--- START ---

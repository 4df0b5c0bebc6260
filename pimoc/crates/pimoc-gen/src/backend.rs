//! LLVM backend setup (spec §4.5.2).
//!
//! Grounded on the teacher's `LlvmBackend` in the now-removed `llvm.rs`:
//! same `&'ctx Context` / `Module<'ctx>` / `Builder<'ctx>` triple, same
//! `emit_llvm_ir` via `module.print_to_string()`. The GC runtime
//! declarations and the LIR-instruction-dispatch `compile_function` that
//! filled most of that file have no counterpart in this spec and are
//! dropped; in their place, `Backend::new` defines the single shared
//! `pimoc_stack_push`/`pimoc_stack_pop` function pair every OperatorStack
//! instance calls (§9 redesign note: one push/pop pair per module, not one
//! generated per stack).

use inkwell::builder::Builder;
use inkwell::context::Context;
use inkwell::module::Module;
use inkwell::values::FunctionValue;
use inkwell::AddressSpace;

use pimoc_util::CompileError;

use crate::types::TypeMapper;

pub const STACK_PUSH_NAME: &str = "pimoc_stack_push";
pub const STACK_POP_NAME: &str = "pimoc_stack_pop";

/// Default OperatorStack capacity when no `N:[` sized opener is given
/// (spec §4.5.1).
pub const DEFAULT_STACK_SIZE: u32 = 128;

pub struct Backend<'ctx> {
    pub context: &'ctx Context,
    pub module: Module<'ctx>,
    pub builder: Builder<'ctx>,
    pub types: TypeMapper<'ctx>,
}

impl<'ctx> Backend<'ctx> {
    pub fn new(context: &'ctx Context, module_name: &str) -> Self {
        let module = context.create_module(module_name);
        let builder = context.create_builder();
        let types = TypeMapper::new(context);
        let mut backend = Self {
            context,
            module,
            builder,
            types,
        };
        backend.declare_stack_helpers();
        backend
    }

    /// Emits `pimoc_stack_push(i8** base, i32* top, i8* value)` and
    /// `pimoc_stack_pop(i8** base, i32* top) -> i8*`. The array's capacity
    /// is not part of either signature — only the call site (which owns the
    /// `alloca`) knows it — so one pair serves every OperatorStack
    /// regardless of its requested size.
    fn declare_stack_helpers(&mut self) {
        let i8_ptr = self.context.ptr_type(AddressSpace::default());
        let void_ty = self.context.void_type();

        let push_ty = void_ty.fn_type(&[i8_ptr.into(), i8_ptr.into(), i8_ptr.into()], false);
        let push_fn = self.module.add_function(STACK_PUSH_NAME, push_ty, None);
        self.build_push_body(push_fn, i8_ptr);

        let pop_ty = i8_ptr.fn_type(&[i8_ptr.into(), i8_ptr.into()], false);
        let pop_fn = self.module.add_function(STACK_POP_NAME, pop_ty, None);
        self.build_pop_body(pop_fn, i8_ptr);
    }

    fn build_push_body(&self, func: FunctionValue<'ctx>, i8_ptr: inkwell::types::PointerType<'ctx>) {
        let entry = self.context.append_basic_block(func, "entry");
        self.builder.position_at_end(entry);
        let i32_ty = self.context.i32_type();

        let base = func.get_nth_param(0).unwrap().into_pointer_value();
        let top_ptr = func.get_nth_param(1).unwrap().into_pointer_value();
        let value = func.get_nth_param(2).unwrap().into_pointer_value();

        let top = self
            .builder
            .build_load(i32_ty, top_ptr, "top")
            .unwrap()
            .into_int_value();
        let slot = unsafe {
            self.builder
                .build_in_bounds_gep(i8_ptr, base, &[top], "slot")
                .unwrap()
        };
        self.builder.build_store(slot, value).unwrap();
        let next_top = self
            .builder
            .build_int_add(top, i32_ty.const_int(1, false), "next_top")
            .unwrap();
        self.builder.build_store(top_ptr, next_top).unwrap();
        self.builder.build_return(None).unwrap();
    }

    fn build_pop_body(&self, func: FunctionValue<'ctx>, i8_ptr: inkwell::types::PointerType<'ctx>) {
        let entry = self.context.append_basic_block(func, "entry");
        self.builder.position_at_end(entry);
        let i32_ty = self.context.i32_type();

        let base = func.get_nth_param(0).unwrap().into_pointer_value();
        let top_ptr = func.get_nth_param(1).unwrap().into_pointer_value();

        let top = self
            .builder
            .build_load(i32_ty, top_ptr, "top")
            .unwrap()
            .into_int_value();
        let new_top = self
            .builder
            .build_int_sub(top, i32_ty.const_int(1, false), "new_top")
            .unwrap();
        self.builder.build_store(top_ptr, new_top).unwrap();
        let slot = unsafe {
            self.builder
                .build_in_bounds_gep(i8_ptr, base, &[new_top], "slot")
                .unwrap()
        };
        let value = self.builder.build_load(i8_ptr, slot, "value").unwrap();
        self.builder.build_return(Some(&value)).unwrap();
    }

    pub fn stack_push_fn(&self) -> FunctionValue<'ctx> {
        self.module.get_function(STACK_PUSH_NAME).expect("declared in Backend::new")
    }

    pub fn stack_pop_fn(&self) -> FunctionValue<'ctx> {
        self.module.get_function(STACK_POP_NAME).expect("declared in Backend::new")
    }

    /// Renders the finished module as LLVM IR text (spec §6's output
    /// contract: IR text only, no object/asm/executable emission here).
    pub fn emit_llvm_ir(&self) -> String {
        self.module.print_to_string().to_string()
    }

    pub fn verify(&self) -> Result<(), CompileError> {
        self.module.verify().map_err(|e| CompileError::Internal {
            message: format!("module verification failed: {e}"),
        })
    }
}

#[cfg(test)]
mod tests {
    use super::*;

    #[test]
    fn backend_declares_shared_stack_helpers_once() {
        let context = Context::create();
        let backend = Backend::new(&context, "test");
        assert!(backend.module.get_function(STACK_PUSH_NAME).is_some());
        assert!(backend.module.get_function(STACK_POP_NAME).is_some());
    }

    #[test]
    fn emitted_ir_mentions_both_helpers() {
        let context = Context::create();
        let backend = Backend::new(&context, "test");
        let ir = backend.emit_llvm_ir();
        assert!(ir.contains(STACK_PUSH_NAME));
        assert!(ir.contains(STACK_POP_NAME));
    }
}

--- END ---

Task goal:
Each line above with the string "CompileError" should be reported in full.

Problem solution:
use pimoc_util::CompileError;
    pub fn verify(&self) -> Result<(), CompileError> {
        self.module.verify().map_err(|e| CompileError::Internal {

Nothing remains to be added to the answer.